#### [EXERCISE DIRECTIONS]
Search the records for the word "errors". Copy every line where it appears.

══ DATA TO USE ══

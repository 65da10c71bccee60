//! Timewarp Input - live modifier state from the X server
//!
//! libX11 is loaded at runtime, so a process without the library or without
//! a display still starts; the sampler just falls back to real time.

pub mod x11;

pub use x11::*;
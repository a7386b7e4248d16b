//! Code-switching complexity for language-tagged corpora.
//!
//! Given utterances whose tokens carry language tags, codemix measures how
//! much an utterance, or a whole corpus, mixes languages. Scores are 0 for
//! monolingual text and grow toward 100 with heavy, rapidly alternating
//! mixing.
//!
//! ```
//! use codemix::{evaluate_corpus, ExcludeSet};
//!
//! let exclude: ExcludeSet = ["other"].into_iter().collect();
//! let corpus = vec![
//!     vec!["lang1", "lang1", "other"],
//!     vec!["lang1", "lang2", "lang1"],
//! ];
//! let score = evaluate_corpus(&corpus, &exclude).unwrap();
//! assert!(score > 0.0);
//! ```

// Export modules for library usage
pub mod cli;
pub mod commands;
pub mod complexity;
pub mod config;
pub mod core;
pub mod errors;
pub mod io;
pub mod loader;

// Re-export commonly used types
pub use crate::core::{
    Corpus, CorpusReport, CorpusStats, ExcludeSet, MatrixLanguage, Tag, Utterance,
    UtteranceProfile,
};

pub use crate::complexity::{
    count_alternations, count_matrix_tokens, evaluate_corpus, evaluate_corpus_parallel,
    evaluate_utterance, get_stats, is_code_switched, profile_utterance, Evaluator,
};

pub use crate::errors::{CodemixError, Result};

pub use crate::loader::{load_corpus, parse_corpus, TaggedCorpus};

pub use crate::io::output::{create_writer, OutputFormat, OutputWriter};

═══

#### [RESPONSE]
pub mod errors;
pub use crate::errors::{CodemixError, Result};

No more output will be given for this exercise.